Bunk. It matters a great deal. The world’s leading purveyors of fiat currency have been shaking in their tassel loafers for ten years over the meaning and implications of cryptocurrency. They have done their best to put it down and keep it down, but it hasn’t worked. If the dollar really does head further down the inflationary rabbit hole, there will be nothing to stop this industry from achieving ever newer heights. My prediction is that, within the next ten years, it will be conventional for private currencies to circulate alongside national currencies, and no one will think much about it.
Myth 10: It’s just money.
This is wrong, too. Cryptocurrency is a ledger technology to mark and secure ownership rights, and this has huge implications for contracts, law and every form of smart technology. It raises the possibility of financial and economics without reliance on unreliable governments and court systems. It forms the basis of a new way of doing business that reduces risk and vastly increases security of property rights. We can see this gradually unfolding in the cryptocurrency clearing system: it works far better than central banks
For years, cryptocurrency enthusiasts have said that the U.S. could adopt bitcoin as a replacement for the dollar. I doubt it. But we shall see.
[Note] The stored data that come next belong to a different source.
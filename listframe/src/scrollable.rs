//! Vertically scrolling container with visibility tracking.

use std::cell::RefCell;
use std::rc::Rc;

use gridkit::{Event, EventKind, Grid, Node, Propagation, ScrollUnit, Sticky, Timer};

use crate::autoscrollbar::AutoScrollbar;
use crate::config::ScrollConfig;
use crate::signal::{Signal, SubId};
use crate::widget::{Widget, WidgetId};

/// A frame whose content scrolls vertically inside a viewport, with a
/// scrollbar that only appears when the content does not fit.
///
/// Children go in [`content`](Self::content). The frame tracks which of
/// them intersect the viewport and reports changes through
/// [`on_shown`](Self::on_shown) and [`on_hidden`](Self::on_hidden).
#[derive(Clone)]
pub struct ScrollableFrame {
    inner: Rc<Inner>,
}

struct Inner {
    outer: Node,
    viewport: Node,
    content: Node,
    vsb: AutoScrollbar<Node>,
    settle: Timer,
    config: ScrollConfig,
    visible: RefCell<Vec<WidgetId>>,
    shown: Signal<WidgetId>,
    hidden: Signal<WidgetId>,
}

impl ScrollableFrame {
    pub fn new(parent: &Node) -> Self {
        Self::with_config(parent, ScrollConfig::default())
    }

    pub fn with_config(parent: &Node, config: ScrollConfig) -> Self {
        let outer = Node::frame(parent);
        outer.columnconfigure(0, 1);
        outer.columnconfigure(1, 0);
        outer.rowconfigure(0, 1);

        let viewport = Node::viewport(&outer);
        viewport.grid(Grid::at(0, 0).sticky(Sticky::NSEW));

        let content = Node::frame(&viewport);
        content.columnconfigure(0, 1);
        viewport.create_window(&content);

        if let Some(background) = &config.background {
            viewport.set_background(background.clone());
            content.set_background(background.clone());
        }

        let vsb = AutoScrollbar::vertical(&outer, 1, 0);
        let settle = Timer::new(outer.scheduler());

        let inner = Rc::new(Inner {
            outer,
            viewport,
            content,
            vsb,
            settle,
            config,
            visible: RefCell::new(Vec::new()),
            shown: Signal::new(),
            hidden: Signal::new(),
        });
        Inner::connect(&inner);

        Self { inner }
    }

    /// Flush pending layout, then scroll to the end of the content.
    pub fn scroll_bottom(&self) {
        self.inner.viewport.update_idletasks();
        self.inner.viewport.yview_moveto(1.0);
    }

    /// Content children currently inside the viewport, top to bottom.
    pub fn visible_widgets(&self) -> Vec<WidgetId> {
        self.inner.visible.borrow().clone()
    }

    pub fn on_shown(&self, f: impl Fn(WidgetId) + 'static) -> SubId {
        self.inner.shown.subscribe(move |id| f(*id))
    }

    pub fn on_hidden(&self, f: impl Fn(WidgetId) + 'static) -> SubId {
        self.inner.hidden.subscribe(move |id| f(*id))
    }

    pub fn outer(&self) -> &Node {
        &self.inner.outer
    }

    /// Parent for scrolled children.
    pub fn content(&self) -> &Node {
        &self.inner.content
    }

    pub fn viewport(&self) -> &Node {
        &self.inner.viewport
    }

    pub fn scrollbar(&self) -> &AutoScrollbar<Node> {
        &self.inner.vsb
    }
}

impl Inner {
    fn connect(this: &Rc<Self>) {
        let weak = Rc::downgrade(this);
        this.viewport.set_yscrollcommand(move |first, last| {
            if let Some(inner) = weak.upgrade() {
                inner.vsb.set(first, last);
                inner.refresh_visible();
            }
        });

        let weak = Rc::downgrade(this);
        this.vsb.bar().set_command(move |action| {
            if let Some(inner) = weak.upgrade() {
                inner.viewport.yview_action(action);
            }
        });

        let weak = Rc::downgrade(this);
        this.content.bind_widget(EventKind::Configure, move |_| {
            if let Some(inner) = weak.upgrade() {
                inner.viewport.set_scroll_region(inner.viewport.bbox_all());
                inner.refresh_visible();
            }
            Propagation::Continue
        });

        let weak = Rc::downgrade(this);
        this.viewport.bind_widget(EventKind::Configure, move |event| {
            if let (Some(inner), Event::Configure { width, .. }) = (weak.upgrade(), event) {
                inner.on_viewport_configure(*width);
            }
            Propagation::Continue
        });

        let weak = Rc::downgrade(this);
        this.content.bind_widget(EventKind::Enter, move |_| {
            if let Some(inner) = weak.upgrade() {
                inner.bind_wheel();
            }
            Propagation::Continue
        });

        let weak = Rc::downgrade(this);
        this.content.bind_widget(EventKind::Leave, move |_| {
            if let Some(inner) = weak.upgrade() {
                inner.content.unbind_all(EventKind::Wheel);
            }
            Propagation::Continue
        });
    }

    /// Resize the content to the viewport now, and again once resizing has
    /// settled. Configure events in between are dropped.
    fn on_viewport_configure(self: &Rc<Self>, width: u16) {
        if self.settle.is_pending() {
            return;
        }
        self.viewport.set_window_width(width);

        let weak = Rc::downgrade(self);
        self.settle.schedule_once(self.config.settle_delay, move || {
            let Some(inner) = weak.upgrade() else {
                return;
            };
            if let Some(rect) = inner.viewport.rect() {
                inner.viewport.set_window_width(rect.width);
            }
            inner.viewport.update_idletasks();
        });
    }

    fn bind_wheel(self: &Rc<Self>) {
        let weak = Rc::downgrade(self);
        self.content.bind_all(EventKind::Wheel, move |event| {
            if let (Some(inner), Event::Wheel { delta, .. }) = (weak.upgrade(), event) {
                inner.on_wheel(*delta);
            }
            Propagation::Continue
        });
    }

    fn on_wheel(&self, delta: i16) {
        if self.vsb.is_hidden() || delta == 0 {
            return;
        }
        let direction = -i32::from(delta.signum());
        self.viewport
            .yview_scroll(direction * self.config.wheel_units, ScrollUnit::Units);
    }

    /// Recompute which content children are in view and announce changes.
    fn refresh_visible(&self) {
        let mut now: Vec<(i32, WidgetId)> = self
            .content
            .children()
            .iter()
            .filter(|child| child.is_viewable())
            .filter_map(|child| child.rect().map(|r| (r.y, child.widget_id())))
            .collect();
        now.sort_by_key(|(y, _)| *y);
        let now: Vec<WidgetId> = now.into_iter().map(|(_, id)| id).collect();

        let previous = self.visible.replace(now.clone());
        if previous == now {
            return;
        }
        for id in previous.iter().filter(|id| !now.contains(id)) {
            log::trace!("{id} scrolled out of view");
            self.hidden.emit(id);
        }
        for id in now.iter().filter(|id| !previous.contains(id)) {
            log::trace!("{id} scrolled into view");
            self.shown.emit(id);
        }
    }
}

impl Widget for ScrollableFrame {
    fn widget_id(&self) -> WidgetId {
        self.inner.outer.widget_id()
    }

    fn grid(&self, grid: Grid) {
        self.inner.outer.grid(grid);
    }

    fn grid_info(&self) -> Option<Grid> {
        self.inner.outer.grid_info()
    }

    fn grid_forget(&self) {
        self.inner.outer.grid_forget();
    }

    fn destroy(&self) {
        self.inner.settle.cancel();
        self.inner.content.unbind_all(EventKind::Wheel);
        self.inner.outer.destroy();
    }
}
The U.S. did everything possible to wreck the dollar over the last 18 months. There is a genuine precedent for dramatic monetary reform in the U.S. It could happen again, especially if there is rising anger at the Federal Reserve in the wake of galloping inflation. The reform could happen even without approval from the top.
In the meantime, all eyes are on El Salvador, especially from other countries with unbanked populations that rely heavily on remittances. Wouldn’t it be something if this poor, forgotten nation pointed the way toward a global revolution in money? We shall see.
This is a guest post by Jeffrey Tucker. Opinions expressed are entirely their own and do not necessarily reflect those of BTC Inc or Bitcoin Magazine.